900 guests attend Cambridge ball as government plans to ban mass gatherings
Guests crowded to watch Tinchy Stryder headline
Last night (Friday 13th March), Girton College hosted their biannual Spring Ball with over 900 guests attending. The event was hosted on the same evening a government source revealed that ministers are drawing up plans to ban mass gatherings in the UK from as early as next week.
Hundreds of guests attended the ‘Arthouse’ themed ball that celebrated 150 years since the founding of Girton College and the admission of women into the University. Guests crowded in a marquee to watch Tinchy Stryder headline the event and attend a silent disco.
Following the escalation of the coronavirus outbreak over the last few days, and the government’s decision to transition from the “containment” to “delay” phase, concerns have been raised about the safety of the ball. Other colleges and societies have cancelled multiple public events, including King’s Mingle, bops at Pembroke and Queens’, and Varsity football.
The ball committee took various steps to minimise the risk of spreading coronavirus. Actions they took include disinfecting all ents after use, handing out information flyers in the queue to enter, and cancelling ents that were deemed too hands on, such as the ball pit and glitter stations.
There were also hand sanitiser stations near all food and drink, and at entrances and exits. Guests were not allowed to touch chips in the casino and could not share headsets for the silent disco. Once a headset had been worn once, it was withdrawn for the night. All workers, performers and guests were given the opportunity to cancel.

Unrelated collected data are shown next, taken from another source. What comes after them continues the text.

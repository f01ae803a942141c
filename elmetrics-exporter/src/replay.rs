// ELMetrics Exporter - Fixture replay
// Copyright (c) 2025 David Martin Venti
//
// Dual-licensed under AGPL-3.0 and Commercial License.
// See LICENSE file for details.

//! Fixture replay for running the exporter without a network transport.
//!
//! A fixture is a CSV file describing devices and their property
//! responses:
//!
//! ```text
//! address,group,class,epc,data
//! 192.168.1.20,0x02,0x87,0xC2,02
//! 192.168.1.20,0x02,0x87,0xC0,0007A120
//! 192.168.1.20,0x02,0x87,0xC6,
//! 192.168.1.30,0x0E,0xF0,,
//! ```
//!
//! An empty `data` cell makes the property fetch fail. An empty `epc`
//! cell only announces the device.

use elmetrics::{ClassCode, Device, StaticTransport, TransportError};
use serde::Serialize;
use std::path::Path;
use tracing::{debug, info};

const HEADERS: [&str; 5] = ["address", "group", "class", "epc", "data"];

/// Summary of a loaded fixture.
#[derive(Debug, Clone, Default, PartialEq, Eq, Serialize)]
pub struct FixtureInfo {
    /// Distinct devices.
    pub device_count: usize,
    /// Property rows with a payload.
    pub property_count: usize,
    /// Property rows that fail on fetch.
    pub failure_count: usize,
}

/// Fixture loaded into an in-memory transport.
#[derive(Debug)]
pub struct Fixture {
    transport: StaticTransport,
    info: FixtureInfo,
}

impl Fixture {
    /// Load a fixture file.
    pub fn from_csv(path: impl AsRef<Path>) -> Result<Self, ReplayError> {
        let path = path.as_ref();
        if !path.exists() {
            return Err(ReplayError::FileNotFound(path.display().to_string()));
        }

        let mut reader = csv::Reader::from_path(path)?;
        let fixture = Self::parse(&mut reader)?;

        info!(
            "Loaded fixture: {} devices, {} properties, {} failing",
            fixture.info.device_count, fixture.info.property_count, fixture.info.failure_count
        );
        Ok(fixture)
    }

    fn parse<R: std::io::Read>(reader: &mut csv::Reader<R>) -> Result<Self, ReplayError> {
        let headers = reader.headers()?.clone();
        let header_strs: Vec<&str> = headers.iter().map(str::trim).collect();
        if header_strs != HEADERS {
            return Err(ReplayError::InvalidFormat(format!(
                "Header must be '{}'",
                HEADERS.join(",")
            )));
        }

        let mut transport = StaticTransport::new();
        let mut info = FixtureInfo::default();

        for (index, result) in reader.records().enumerate() {
            let record = result?;
            // Header is line 1
            let line = index + 2;
            let field = |i: usize| record.get(i).map(str::trim).unwrap_or("");

            let address = field(0);
            if address.is_empty() {
                return Err(ReplayError::InvalidRow {
                    line,
                    reason: "empty address".to_string(),
                });
            }
            let group = parse_code(field(1), line, "group")?;
            let class = parse_code(field(2), line, "class")?;
            let device = Device::new(address, ClassCode::new(group, class));

            if !transport.devices().contains(&device) {
                info.device_count += 1;
            }
            transport.insert_device(device.clone());

            if field(3).is_empty() {
                continue;
            }
            let epc = parse_code(field(3), line, "epc")?;

            let data = field(4);
            let response = if data.is_empty() {
                info.failure_count += 1;
                Err(TransportError::Unreachable(device.address.clone()))
            } else {
                info.property_count += 1;
                let digits = data.trim_start_matches("0x").trim_start_matches("0X");
                Ok(hex::decode(digits).map_err(|e| ReplayError::InvalidRow {
                    line,
                    reason: format!("data: {}", e),
                })?)
            };
            debug!(device = %device, epc = %format!("0x{:02X}", epc), "fixture property");
            transport.insert_response(&device, epc, response);
        }

        if info.device_count == 0 {
            return Err(ReplayError::EmptyFixture);
        }

        Ok(Self { transport, info })
    }

    /// Fixture summary.
    pub fn info(&self) -> FixtureInfo {
        self.info.clone()
    }

    /// Hand over the transport.
    pub fn into_transport(self) -> StaticTransport {
        self.transport
    }
}

/// Parse a one-byte hex code, with or without `0x`.
fn parse_code(text: &str, line: usize, column: &str) -> Result<u8, ReplayError> {
    let digits = text.trim_start_matches("0x").trim_start_matches("0X");
    u8::from_str_radix(digits, 16).map_err(|_| ReplayError::InvalidRow {
        line,
        reason: format!("{} '{}' is not a hex byte", column, text),
    })
}

/// Replay errors.
#[derive(Debug, thiserror::Error)]
pub enum ReplayError {
    #[error("File not found: {0}")]
    FileNotFound(String),

    #[error("CSV error: {0}")]
    Csv(#[from] csv::Error),

    #[error("Invalid format: {0}")]
    InvalidFormat(String),

    #[error("Invalid row at line {line}: {reason}")]
    InvalidRow { line: usize, reason: String },

    #[error("Empty fixture")]
    EmptyFixture,
}

#[cfg(test)]
mod tests {
    use super::*;
    use elmetrics::{class, DeviceTransport};
    use std::io::Write;
    use tempfile::NamedTempFile;

    fn create_test_csv(rows: &[&str]) -> NamedTempFile {
        let mut file = NamedTempFile::new().unwrap();
        writeln!(file, "address,group,class,epc,data").unwrap();
        for row in rows {
            writeln!(file, "{}", row).unwrap();
        }
        file.flush().unwrap();
        file
    }

    #[test]
    fn test_parse_fixture() {
        let file = create_test_csv(&[
            "192.168.1.20,0x02,0x87,0xC2,02",
            "192.168.1.20,0x02,0x87,0xC0,0007A120",
            "192.168.1.20,0x02,0x87,0xC6,",
            "192.168.1.30,0E,F0,,",
        ]);

        let fixture = Fixture::from_csv(file.path()).expect("Failed to parse fixture");
        assert_eq!(
            fixture.info(),
            FixtureInfo {
                device_count: 2,
                property_count: 2,
                failure_count: 1,
            }
        );

        let transport = fixture.into_transport();
        assert_eq!(transport.devices().len(), 2);
        assert_eq!(transport.devices()[1].class, class::NODE_PROFILE);
    }

    #[tokio::test]
    async fn test_fixture_responses() {
        let file = create_test_csv(&[
            "192.168.1.20,0x02,0x87,0xC0,0x0007A120",
            "192.168.1.20,0x02,0x87,0xC6,",
        ]);
        let transport = Fixture::from_csv(file.path()).unwrap().into_transport();
        let panel = class::DISTRIBUTION_PANEL_METERING;

        assert_eq!(
            transport.fetch_property("192.168.1.20", panel, 0xC0).await,
            Ok(vec![0x00, 0x07, 0xA1, 0x20])
        );
        assert!(transport
            .fetch_property("192.168.1.20", panel, 0xC6)
            .await
            .is_err());
    }

    #[test]
    fn test_invalid_fixtures() {
        let file = create_test_csv(&["192.168.1.20,0x02,0x287,0xC0,00"]);
        assert!(matches!(
            Fixture::from_csv(file.path()),
            Err(ReplayError::InvalidRow { line: 2, .. })
        ));

        let file = create_test_csv(&["192.168.1.20,0x02,0x87,0xC0,0G"]);
        assert!(matches!(
            Fixture::from_csv(file.path()),
            Err(ReplayError::InvalidRow { .. })
        ));

        let file = create_test_csv(&[]);
        assert!(matches!(
            Fixture::from_csv(file.path()),
            Err(ReplayError::EmptyFixture)
        ));

        let mut file = NamedTempFile::new().unwrap();
        writeln!(file, "timestamp_ms,temp").unwrap();
        file.flush().unwrap();
        assert!(matches!(
            Fixture::from_csv(file.path()),
            Err(ReplayError::InvalidFormat(_))
        ));

        assert!(matches!(
            Fixture::from_csv("/nonexistent/fixture.csv"),
            Err(ReplayError::FileNotFound(_))
        ));
    }
}
//! Metric sink
//!
//! Owns an explicit Prometheus [`Registry`] with one [`GaugeVec`] per metric
//! name. Gauges are last-value-wins per label tuple. The gauge catalog and
//! the class rule table are cross-checked when the sink is built, so a rule
//! that writes an unregistered metric is a startup failure rather than a
//! sample silently dropped on every scrape.

use crate::classes::ClassDecoderRegistry;
use crate::error::{ConfigError, Result, SinkError};
use crate::poller::PollStats;
use crate::sample::{LabelShape, MetricSample};
use prometheus::{Encoder, Gauge, GaugeVec, IntCounter, IntGauge, Opts, Registry, TextEncoder};
use std::collections::{HashMap, HashSet};
use std::sync::{Mutex, PoisonError};
use std::time::Duration;

/// Declaration of one device gauge
#[derive(Debug, Clone, Copy, PartialEq, Eq)]
pub struct GaugeSpec {
    /// Metric name
    pub name: &'static str,
    /// Help text
    pub help: &'static str,
    /// Label set
    pub labels: LabelShape,
}

impl GaugeSpec {
    const fn new(name: &'static str, help: &'static str, labels: LabelShape) -> Self {
        Self { name, help, labels }
    }
}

While no cases of COVID-19 have been confirmed in Cambridge (the nearest case occurring in Peterborough), the ball attracted criticism as it hosted guests from across the country.
Cassie, a student who travelled from Durham to attend the event, said, “I think the committee did a good job of amending the ball to adapt to combating the spread of coronavirus. I think it was good for morale – a party in hard times.”
A second year Girton student said, “I had a really great time. I am surprised it went ahead but as long as I don’t die, I’m happy with it.”
Following a meeting on Thursday regarding the risk the ball could have on spreading coronavirus, the council decided to go ahead with the event. A message to ticket-holders from the Ball President states: “The decision has been made on the basis of prevailing PHE guidance on large public events, and in the of updated UK government advice following today’s meeting of the COBRA committee. The College authorities have also consulted widely on the scientific, medical and other implications, within and beyond the University”.
Guests displaying “flu-like symptoms” were not permitted to attend the ball, and those who were concerned about COVID-19 were invited to cancel. These guests received a full refund for the cost of the tickets.
Vice Chancellor Stephen Troope issued a statement on the University’s stance on public events yesterday evening:
“PHE has not yet issued a blanket ban on holding or attending public events. Therefore, no University-wide policy of event cancellation is in place at this stage. We are aware, however, that some University-related events have been cancelled or postponed due to low attendance, to speakers pulling out, or because they required attendees to travel to Cambridge. Any University institution that is uneasy about proceeding with a public event should feel free to cancel it if, having weighed the risks, it chooses to do so. It may be a sensible precaution to avoid planning any new events in the near future.”
Other colleges have responded very differently to coronavirus. Yesterday, Trinity told its undergraduate students that they must go home for the Easter vacation.
As of 9.00am yesterday, 798 cases of the virus have been confirmed in the UK and 11 people have died.
Girton College and the University of Cambridge have been contacted for comment.